====== Given records ======

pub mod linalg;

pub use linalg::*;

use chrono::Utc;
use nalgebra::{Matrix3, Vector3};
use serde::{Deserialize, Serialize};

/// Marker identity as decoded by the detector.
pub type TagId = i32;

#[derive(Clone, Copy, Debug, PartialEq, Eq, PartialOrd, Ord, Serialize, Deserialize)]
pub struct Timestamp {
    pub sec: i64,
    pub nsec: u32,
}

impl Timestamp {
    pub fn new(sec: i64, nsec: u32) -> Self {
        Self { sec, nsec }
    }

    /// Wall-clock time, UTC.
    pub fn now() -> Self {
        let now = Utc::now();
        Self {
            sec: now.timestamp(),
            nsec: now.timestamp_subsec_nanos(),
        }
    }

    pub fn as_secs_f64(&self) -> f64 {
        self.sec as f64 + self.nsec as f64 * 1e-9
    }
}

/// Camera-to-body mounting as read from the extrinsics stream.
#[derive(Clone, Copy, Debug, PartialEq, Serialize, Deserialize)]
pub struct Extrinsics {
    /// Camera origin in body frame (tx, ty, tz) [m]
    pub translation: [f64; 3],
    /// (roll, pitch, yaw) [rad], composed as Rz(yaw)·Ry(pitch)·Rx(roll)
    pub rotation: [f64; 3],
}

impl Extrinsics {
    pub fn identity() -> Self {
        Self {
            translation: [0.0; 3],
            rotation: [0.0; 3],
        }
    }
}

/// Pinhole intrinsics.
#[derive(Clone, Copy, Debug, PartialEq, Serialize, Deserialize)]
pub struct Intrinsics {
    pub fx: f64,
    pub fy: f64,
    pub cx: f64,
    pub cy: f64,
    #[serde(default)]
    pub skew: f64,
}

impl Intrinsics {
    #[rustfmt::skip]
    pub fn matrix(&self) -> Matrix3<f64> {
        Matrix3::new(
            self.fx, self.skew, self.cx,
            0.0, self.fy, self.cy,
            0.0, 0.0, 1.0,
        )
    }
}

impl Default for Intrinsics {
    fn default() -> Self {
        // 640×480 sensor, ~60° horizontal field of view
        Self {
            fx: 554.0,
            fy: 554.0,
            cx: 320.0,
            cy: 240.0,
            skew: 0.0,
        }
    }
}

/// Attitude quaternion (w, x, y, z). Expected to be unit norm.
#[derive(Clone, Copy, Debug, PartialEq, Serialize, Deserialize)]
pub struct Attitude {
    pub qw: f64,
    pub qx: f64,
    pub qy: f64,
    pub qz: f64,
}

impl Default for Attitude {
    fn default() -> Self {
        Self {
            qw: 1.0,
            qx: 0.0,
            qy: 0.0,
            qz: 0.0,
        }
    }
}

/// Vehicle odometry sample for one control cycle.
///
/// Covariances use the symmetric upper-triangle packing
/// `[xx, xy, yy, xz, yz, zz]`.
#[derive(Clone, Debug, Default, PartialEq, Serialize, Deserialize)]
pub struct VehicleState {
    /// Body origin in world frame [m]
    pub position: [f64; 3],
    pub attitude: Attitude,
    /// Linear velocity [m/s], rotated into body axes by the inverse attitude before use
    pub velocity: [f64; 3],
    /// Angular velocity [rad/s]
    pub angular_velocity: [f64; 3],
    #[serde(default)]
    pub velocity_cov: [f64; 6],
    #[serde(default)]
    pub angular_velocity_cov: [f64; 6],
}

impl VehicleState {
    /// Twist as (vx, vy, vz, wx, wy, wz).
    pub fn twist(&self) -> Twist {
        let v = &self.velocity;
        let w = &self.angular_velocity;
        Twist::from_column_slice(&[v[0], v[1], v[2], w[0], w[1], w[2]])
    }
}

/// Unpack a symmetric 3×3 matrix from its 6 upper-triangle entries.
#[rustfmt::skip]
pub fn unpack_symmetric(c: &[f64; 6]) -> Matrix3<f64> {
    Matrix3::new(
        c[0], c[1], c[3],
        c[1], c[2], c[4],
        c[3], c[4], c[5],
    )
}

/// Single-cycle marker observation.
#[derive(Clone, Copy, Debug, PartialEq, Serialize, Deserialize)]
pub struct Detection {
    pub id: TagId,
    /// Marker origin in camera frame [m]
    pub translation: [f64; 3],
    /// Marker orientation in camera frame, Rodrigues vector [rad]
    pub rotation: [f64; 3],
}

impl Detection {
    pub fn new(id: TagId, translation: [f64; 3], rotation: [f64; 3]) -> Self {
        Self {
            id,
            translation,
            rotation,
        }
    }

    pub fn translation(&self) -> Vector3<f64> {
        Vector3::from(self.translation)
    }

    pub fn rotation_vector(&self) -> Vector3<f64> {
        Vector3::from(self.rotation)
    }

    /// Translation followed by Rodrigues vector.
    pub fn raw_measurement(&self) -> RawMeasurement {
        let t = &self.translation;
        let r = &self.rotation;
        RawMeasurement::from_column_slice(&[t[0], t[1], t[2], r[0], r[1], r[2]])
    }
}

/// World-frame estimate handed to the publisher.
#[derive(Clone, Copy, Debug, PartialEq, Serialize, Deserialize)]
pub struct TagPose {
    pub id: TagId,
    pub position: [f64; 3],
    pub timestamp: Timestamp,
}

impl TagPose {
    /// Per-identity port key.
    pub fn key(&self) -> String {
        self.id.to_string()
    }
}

======
====== Given records ======

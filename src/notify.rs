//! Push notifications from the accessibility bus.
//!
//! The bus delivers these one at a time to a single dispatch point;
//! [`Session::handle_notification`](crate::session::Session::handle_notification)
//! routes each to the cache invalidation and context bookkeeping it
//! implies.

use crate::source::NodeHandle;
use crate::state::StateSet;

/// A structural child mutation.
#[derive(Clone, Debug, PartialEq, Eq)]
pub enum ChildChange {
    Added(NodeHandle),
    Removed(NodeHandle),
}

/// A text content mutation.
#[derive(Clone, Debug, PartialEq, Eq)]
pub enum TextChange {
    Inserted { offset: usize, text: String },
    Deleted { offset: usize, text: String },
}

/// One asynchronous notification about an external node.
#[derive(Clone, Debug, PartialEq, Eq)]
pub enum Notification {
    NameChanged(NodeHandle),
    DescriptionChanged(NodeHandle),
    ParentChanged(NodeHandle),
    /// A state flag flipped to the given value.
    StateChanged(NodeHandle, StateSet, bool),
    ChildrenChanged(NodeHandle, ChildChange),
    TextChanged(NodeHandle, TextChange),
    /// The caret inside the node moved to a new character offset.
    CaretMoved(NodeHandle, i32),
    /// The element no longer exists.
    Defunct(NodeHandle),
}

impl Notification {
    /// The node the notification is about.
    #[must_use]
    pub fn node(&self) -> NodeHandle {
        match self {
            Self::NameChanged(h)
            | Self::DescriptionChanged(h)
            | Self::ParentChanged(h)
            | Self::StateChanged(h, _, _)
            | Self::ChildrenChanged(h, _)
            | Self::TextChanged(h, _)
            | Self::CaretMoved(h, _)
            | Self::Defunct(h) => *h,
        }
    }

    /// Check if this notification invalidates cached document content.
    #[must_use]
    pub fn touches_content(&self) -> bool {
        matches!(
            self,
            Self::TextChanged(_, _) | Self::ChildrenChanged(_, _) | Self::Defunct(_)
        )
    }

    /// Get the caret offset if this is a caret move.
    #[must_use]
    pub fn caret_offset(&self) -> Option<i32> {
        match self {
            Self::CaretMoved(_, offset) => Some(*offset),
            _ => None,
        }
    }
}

======

__Exercise prompt__. Count how many lines of the data include the word "frame". Your reply should be that number alone.

__Your response__. 5